** Recorded information follows **
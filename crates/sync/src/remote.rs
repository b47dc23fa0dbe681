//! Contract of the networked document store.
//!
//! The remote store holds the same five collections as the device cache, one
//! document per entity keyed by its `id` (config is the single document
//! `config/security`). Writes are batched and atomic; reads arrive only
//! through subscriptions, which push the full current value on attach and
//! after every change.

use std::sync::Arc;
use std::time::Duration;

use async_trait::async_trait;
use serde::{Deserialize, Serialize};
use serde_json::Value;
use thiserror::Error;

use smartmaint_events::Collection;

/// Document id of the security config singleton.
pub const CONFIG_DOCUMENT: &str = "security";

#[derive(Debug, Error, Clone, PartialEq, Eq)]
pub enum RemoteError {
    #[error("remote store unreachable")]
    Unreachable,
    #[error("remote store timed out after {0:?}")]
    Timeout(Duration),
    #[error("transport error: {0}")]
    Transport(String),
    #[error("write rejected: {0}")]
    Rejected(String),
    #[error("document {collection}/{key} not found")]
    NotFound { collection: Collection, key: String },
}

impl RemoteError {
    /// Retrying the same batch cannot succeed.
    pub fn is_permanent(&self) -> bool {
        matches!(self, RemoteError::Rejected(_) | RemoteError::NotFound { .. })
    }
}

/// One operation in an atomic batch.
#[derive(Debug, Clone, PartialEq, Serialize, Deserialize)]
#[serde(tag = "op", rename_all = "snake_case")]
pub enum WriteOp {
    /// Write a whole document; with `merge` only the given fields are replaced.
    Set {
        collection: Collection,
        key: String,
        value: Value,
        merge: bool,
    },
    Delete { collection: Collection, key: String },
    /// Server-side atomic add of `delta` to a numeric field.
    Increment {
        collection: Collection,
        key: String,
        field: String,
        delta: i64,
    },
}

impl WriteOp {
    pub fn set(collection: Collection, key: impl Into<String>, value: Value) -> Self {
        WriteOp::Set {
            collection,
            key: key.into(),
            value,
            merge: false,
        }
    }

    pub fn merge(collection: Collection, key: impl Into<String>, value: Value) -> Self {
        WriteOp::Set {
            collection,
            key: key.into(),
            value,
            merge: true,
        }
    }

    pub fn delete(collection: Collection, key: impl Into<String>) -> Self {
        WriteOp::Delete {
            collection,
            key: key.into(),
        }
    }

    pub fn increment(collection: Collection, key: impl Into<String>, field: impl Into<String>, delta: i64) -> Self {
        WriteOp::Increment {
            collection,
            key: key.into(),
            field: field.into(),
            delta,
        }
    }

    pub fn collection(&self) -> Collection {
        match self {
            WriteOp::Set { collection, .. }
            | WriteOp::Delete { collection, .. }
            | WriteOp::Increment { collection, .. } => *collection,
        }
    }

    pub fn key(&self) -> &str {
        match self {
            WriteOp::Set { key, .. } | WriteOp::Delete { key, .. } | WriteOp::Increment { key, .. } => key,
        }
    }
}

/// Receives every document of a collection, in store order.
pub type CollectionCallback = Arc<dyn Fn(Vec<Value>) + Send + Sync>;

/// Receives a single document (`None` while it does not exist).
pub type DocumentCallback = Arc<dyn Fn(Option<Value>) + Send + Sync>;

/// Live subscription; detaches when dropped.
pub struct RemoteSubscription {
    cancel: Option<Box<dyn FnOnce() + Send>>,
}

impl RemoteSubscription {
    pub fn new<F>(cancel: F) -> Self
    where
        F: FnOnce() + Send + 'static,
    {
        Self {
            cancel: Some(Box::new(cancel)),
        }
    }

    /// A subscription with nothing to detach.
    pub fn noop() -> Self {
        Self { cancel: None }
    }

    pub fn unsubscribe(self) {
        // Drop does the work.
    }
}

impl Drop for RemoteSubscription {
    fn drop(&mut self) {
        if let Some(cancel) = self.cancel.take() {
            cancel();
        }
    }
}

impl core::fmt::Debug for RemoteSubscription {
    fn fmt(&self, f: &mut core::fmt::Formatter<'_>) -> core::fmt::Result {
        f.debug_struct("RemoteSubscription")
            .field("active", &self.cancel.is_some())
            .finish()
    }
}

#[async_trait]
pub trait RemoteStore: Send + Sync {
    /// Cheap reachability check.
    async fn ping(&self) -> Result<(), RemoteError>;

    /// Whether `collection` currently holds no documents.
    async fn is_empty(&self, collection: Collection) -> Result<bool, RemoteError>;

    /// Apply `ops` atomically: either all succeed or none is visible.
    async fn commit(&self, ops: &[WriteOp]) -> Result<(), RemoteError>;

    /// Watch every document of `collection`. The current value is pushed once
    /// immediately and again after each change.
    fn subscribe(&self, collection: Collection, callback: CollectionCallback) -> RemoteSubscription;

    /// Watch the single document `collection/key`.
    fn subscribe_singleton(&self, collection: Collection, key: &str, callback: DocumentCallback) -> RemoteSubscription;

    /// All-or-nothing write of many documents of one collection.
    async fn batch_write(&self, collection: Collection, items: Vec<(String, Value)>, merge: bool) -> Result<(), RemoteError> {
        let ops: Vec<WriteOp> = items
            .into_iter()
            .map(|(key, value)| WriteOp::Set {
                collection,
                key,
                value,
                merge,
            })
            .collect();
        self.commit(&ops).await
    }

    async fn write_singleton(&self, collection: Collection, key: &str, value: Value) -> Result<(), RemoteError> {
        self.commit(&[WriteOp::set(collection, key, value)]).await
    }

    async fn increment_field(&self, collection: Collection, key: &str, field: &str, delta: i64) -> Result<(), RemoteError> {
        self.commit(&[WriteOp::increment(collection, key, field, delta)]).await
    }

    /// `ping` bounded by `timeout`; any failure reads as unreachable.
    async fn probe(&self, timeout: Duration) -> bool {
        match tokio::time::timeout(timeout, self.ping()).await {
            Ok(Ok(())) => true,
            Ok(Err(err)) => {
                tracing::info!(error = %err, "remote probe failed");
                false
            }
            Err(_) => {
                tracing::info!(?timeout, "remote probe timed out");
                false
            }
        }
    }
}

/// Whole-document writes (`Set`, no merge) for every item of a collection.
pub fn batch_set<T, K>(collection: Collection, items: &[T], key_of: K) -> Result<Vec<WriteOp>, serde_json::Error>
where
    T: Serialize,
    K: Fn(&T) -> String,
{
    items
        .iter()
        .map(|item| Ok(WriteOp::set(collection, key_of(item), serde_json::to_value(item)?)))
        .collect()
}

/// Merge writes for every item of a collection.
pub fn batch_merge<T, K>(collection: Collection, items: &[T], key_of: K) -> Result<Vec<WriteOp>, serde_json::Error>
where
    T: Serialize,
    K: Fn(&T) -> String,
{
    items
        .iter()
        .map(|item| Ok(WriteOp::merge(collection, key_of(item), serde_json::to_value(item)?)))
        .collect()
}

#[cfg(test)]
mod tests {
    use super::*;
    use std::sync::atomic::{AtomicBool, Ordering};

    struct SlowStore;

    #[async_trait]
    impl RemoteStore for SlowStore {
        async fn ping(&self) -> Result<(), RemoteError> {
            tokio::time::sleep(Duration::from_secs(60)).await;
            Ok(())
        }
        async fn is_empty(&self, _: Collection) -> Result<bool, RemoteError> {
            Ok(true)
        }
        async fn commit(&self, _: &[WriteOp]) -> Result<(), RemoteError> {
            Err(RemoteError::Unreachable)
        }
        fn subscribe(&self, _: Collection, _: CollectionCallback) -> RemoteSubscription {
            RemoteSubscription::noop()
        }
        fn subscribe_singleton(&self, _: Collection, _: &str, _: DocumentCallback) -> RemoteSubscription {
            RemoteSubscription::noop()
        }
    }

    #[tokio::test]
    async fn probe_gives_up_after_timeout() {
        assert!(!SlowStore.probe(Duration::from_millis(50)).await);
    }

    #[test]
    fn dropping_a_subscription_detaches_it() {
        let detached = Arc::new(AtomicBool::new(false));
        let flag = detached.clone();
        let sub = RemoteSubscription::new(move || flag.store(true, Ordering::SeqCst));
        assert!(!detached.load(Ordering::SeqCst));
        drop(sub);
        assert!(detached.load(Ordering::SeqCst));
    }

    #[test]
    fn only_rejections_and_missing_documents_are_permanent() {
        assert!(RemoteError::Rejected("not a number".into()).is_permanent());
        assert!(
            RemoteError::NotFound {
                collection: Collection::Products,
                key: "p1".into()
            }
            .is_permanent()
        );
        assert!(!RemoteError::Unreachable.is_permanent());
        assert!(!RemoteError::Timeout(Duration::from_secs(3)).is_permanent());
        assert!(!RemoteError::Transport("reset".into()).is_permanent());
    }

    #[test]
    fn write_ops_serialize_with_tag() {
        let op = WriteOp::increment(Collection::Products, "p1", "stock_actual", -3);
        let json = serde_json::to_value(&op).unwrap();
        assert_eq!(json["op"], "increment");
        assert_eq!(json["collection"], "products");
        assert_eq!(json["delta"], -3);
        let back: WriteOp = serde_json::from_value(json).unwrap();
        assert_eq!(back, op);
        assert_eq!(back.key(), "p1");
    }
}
** End of Recorded information **
(What the task asks) From the first line of the listing above through the line that contains "is the single document", set down each line without alteration, and nothing else.

(Problem solution)
filename crates/sync/src/remote.rs
repository b47dc23fa0dbe681
//! Contract of the networked document store.
//!
//! The remote store holds the same five collections as the device cache, one
//! document per entity keyed by its `id` (config is the single document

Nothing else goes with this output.